━━━━━ Available data
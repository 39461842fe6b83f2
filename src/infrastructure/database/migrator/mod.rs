//! Database migrations module

pub use sea_orm_migration::prelude::*;

mod m20240601_000001_create_users;
mod m20240601_000002_create_bands;
mod m20240601_000003_create_band_members;

pub struct Migrator;

#[async_trait::async_trait]
impl MigratorTrait for Migrator {
    fn migrations() -> Vec<Box<dyn MigrationTrait>> {
        vec![
            Box::new(m20240601_000001_create_users::Migration),
            Box::new(m20240601_000002_create_bands::Migration),
            Box::new(m20240601_000003_create_band_members::Migration),
        ]
    }
}
use thiserror::Error;

/// Failure taxonomy shared by every layer of the service.
///
/// Components signal failure by kind; the HTTP boundary maps each kind to a
/// status code and a safe message. Internal detail (which field mismatched,
/// driver errors) stays on the server side.
#[derive(Debug, Error)]
pub enum DomainError {
    #[error("Not found: {entity} with {field}={value}")]
    NotFound {
        entity: &'static str,
        field: &'static str,
        value: String,
    },

    #[error("Validation: {0}")]
    Validation(String),

    #[error("Already exists: {0}")]
    Conflict(String),

    #[error("Unauthorized: {0}")]
    Unauthorized(String),

    #[error("Forbidden: {0}")]
    Forbidden(String),

    #[error("Database error: {0}")]
    Database(String),

    #[error("Crypto error: {0}")]
    Crypto(String),
}

pub type DomainResult<T> = Result<T, DomainError>;

impl DomainError {
    /// Map a SeaORM error, folding unique-constraint violations into
    /// `Conflict` so a concurrent-insert loser surfaces the same way as an
    /// explicit existence check.
    pub fn from_db(err: sea_orm::DbErr, conflict_message: &str) -> Self {
        let text = err.to_string();
        if text.contains("UNIQUE") || text.contains("duplicate") {
            DomainError::Conflict(conflict_message.to_string())
        } else {
            DomainError::Database(text)
        }
    }
}

#[cfg(test)]
mod tests {
    use super::*;

    #[test]
    fn unique_violation_becomes_conflict() {
        let err = sea_orm::DbErr::Custom(
            "UNIQUE constraint failed: users.email".to_string(),
        );
        let mapped = DomainError::from_db(err, "Email already in use");
        assert!(matches!(mapped, DomainError::Conflict(ref m) if m == "Email already in use"));
    }

    #[test]
    fn other_db_errors_stay_database() {
        let err = sea_orm::DbErr::Custom("connection reset".to_string());
        assert!(matches!(
            DomainError::from_db(err, "x"),
            DomainError::Database(_)
        ));
    }
}
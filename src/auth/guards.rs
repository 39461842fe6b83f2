//! Band-scoped authorization guards
//!
//! Extractors that run after the session resolver: they read the resolved
//! identity from request extensions and the `band_id` path parameter, look
//! up the membership edge, and either hand the edge to the handler or
//! short-circuit with a 403. Absence of an edge is always a deny; the
//! response never reveals whether the band exists.

use axum::{
    extract::{FromRef, FromRequestParts, Path},
    http::request::Parts,
    response::Response,
};
use serde::Deserialize;

use super::jwt::AuthError;
use super::middleware::{auth_error_response, internal_error_response, AuthState, CurrentUser};
use crate::domain::Membership;

#[derive(Deserialize)]
struct BandKey {
    band_id: String,
}

/// Allows any membership role on the band named in the path.
///
/// Hands the resolved edge (role, join metadata) to the handler so it does
/// not repeat the lookup.
pub struct RequireMember(pub Membership);

/// Allows only the admin role on the band named in the path. A plain
/// member and a non-member are denied alike.
pub struct RequireAdmin(pub Membership);

async fn resolve_edge<S>(parts: &mut Parts, state: &S) -> Result<Option<Membership>, Response>
where
    S: Send + Sync,
    AuthState: FromRef<S>,
{
    let auth_state = AuthState::from_ref(state);

    // The session resolver must have run first
    let Some(user) = parts.extensions.get::<CurrentUser>().cloned() else {
        return Err(auth_error_response(&AuthError::MissingToken));
    };

    let Path(BandKey { band_id }) = Path::from_request_parts(parts, state)
        .await
        .map_err(|e| {
            tracing::error!("Band guard on a route without band_id: {}", e);
            internal_error_response()
        })?;

    auth_state
        .repos
        .memberships()
        .find_edge(&band_id, &user.id)
        .await
        .map_err(|e| {
            tracing::error!("Membership lookup failed: {}", e);
            internal_error_response()
        })
}

impl<S> FromRequestParts<S> for RequireMember
where
    S: Send + Sync,
    AuthState: FromRef<S>,
{
    type Rejection = Response;

    async fn from_request_parts(parts: &mut Parts, state: &S) -> Result<Self, Self::Rejection> {
        match resolve_edge(parts, state).await? {
            Some(edge) => Ok(RequireMember(edge)),
            None => Err(auth_error_response(&AuthError::NotBandMember)),
        }
    }
}

impl<S> FromRequestParts<S> for RequireAdmin
where
    S: Send + Sync,
    AuthState: FromRef<S>,
{
    type Rejection = Response;

    async fn from_request_parts(parts: &mut Parts, state: &S) -> Result<Self, Self::Rejection> {
        // Absent edge and member-but-not-admin are denied alike
        match resolve_edge(parts, state).await? {
            Some(edge) if edge.role.is_admin() => Ok(RequireAdmin(edge)),
            _ => Err(auth_error_response(&AuthError::NotBandAdmin)),
        }
    }
}
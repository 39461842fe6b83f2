//! Password hashing.

use bcrypt::{BcryptError, DEFAULT_COST};

/// Hash a plaintext password.
///
/// bcrypt embeds a fresh random salt in every digest, so hashing the same
/// password twice yields different digests. The work factor is
/// `DEFAULT_COST`, fixed at deployment rather than exposed as a knob.
pub fn hash_password(plaintext: &str) -> Result<String, BcryptError> {
    bcrypt::hash(plaintext, DEFAULT_COST)
}

/// Check a plaintext password against a stored digest.
///
/// The comparison runs in constant time. A wrong password is `Ok(false)`;
/// `Err` means the digest itself could not be parsed, so callers can tell
/// corruption apart from a plain mismatch instead of reporting both as
/// bad credentials.
pub fn verify_password(plaintext: &str, digest: &str) -> Result<bool, BcryptError> {
    bcrypt::verify(plaintext, digest)
}
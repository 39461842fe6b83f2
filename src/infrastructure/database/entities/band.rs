//! Band entity for database

use chrono::{DateTime, Utc};
use sea_orm::entity::prelude::*;
use serde::{Deserialize, Serialize};

/// Band model
#[derive(Clone, Debug, PartialEq, Eq, DeriveEntityModel, Serialize, Deserialize)]
#[sea_orm(table_name = "bands")]
pub struct Model {
    #[sea_orm(primary_key, auto_increment = false)]
    pub id: String,
    pub name: String,
    pub description: Option<String>,
    pub created_at: DateTime<Utc>,
    pub updated_at: DateTime<Utc>,
}

#[derive(Copy, Clone, Debug, EnumIter, DeriveRelation)]
pub enum Relation {
    #[sea_orm(has_many = "super::band_member::Entity")]
    Members,
}

impl Related<super::band_member::Entity> for Entity {
    fn to() -> RelationDef {
        Relation::Members.def()
    }
}

impl ActiveModelBehavior for ActiveModel {}
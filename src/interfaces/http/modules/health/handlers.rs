//! Health check handler

use std::sync::Arc;
use std::time::Instant;

use axum::{extract::State, http::StatusCode, Json};
use sea_orm::{ConnectionTrait, DatabaseConnection, Statement};
use serde::Serialize;
use utoipa::ToSchema;

/// Health check state
#[derive(Clone)]
pub struct HealthState {
    pub db: DatabaseConnection,
    pub started_at: Arc<Instant>,
}

/// Service health response
#[derive(Debug, Serialize, ToSchema)]
pub struct HealthResponse {
    pub status: String,
    pub version: String,
    pub uptime_seconds: u64,
    pub database: String,
}

#[utoipa::path(
    get,
    path = "/health",
    tag = "Health",
    responses(
        (status = 200, description = "Service is healthy", body = HealthResponse),
        (status = 503, description = "Service is degraded", body = HealthResponse)
    )
)]
pub async fn health_check(State(state): State<HealthState>) -> (StatusCode, Json<HealthResponse>) {
    let db_ok = state
        .db
        .execute(Statement::from_string(
            state.db.get_database_backend(),
            "SELECT 1".to_string(),
        ))
        .await
        .is_ok();

    let (http_status, status, database) = if db_ok {
        (StatusCode::OK, "ok", "ok")
    } else {
        (StatusCode::SERVICE_UNAVAILABLE, "degraded", "error")
    };

    (
        http_status,
        Json(HealthResponse {
            status: status.to_string(),
            version: env!("CARGO_PKG_VERSION").to_string(),
            uptime_seconds: state.started_at.elapsed().as_secs(),
            database: database.to_string(),
        }),
    )
}
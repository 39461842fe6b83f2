//! Database repository implementations
//!
//! Per-aggregate SeaORM repositories + unified RepositoryProvider.

pub mod band_repository;
pub mod membership_repository;
pub mod repository_provider;
pub mod user_repository;

pub use repository_provider::SeaOrmRepositoryProvider;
━━━━━━━━━━
Look at the records above. Copy every line where the string "Some" occurs.

• _Expected answer_
    let Some(user) = parts.extensions.get::<CurrentUser>().cloned() else {
            Some(edge) => Ok(RequireMember(edge)),
            Some(edge) if edge.role.is_admin() => Ok(RequireAdmin(edge)),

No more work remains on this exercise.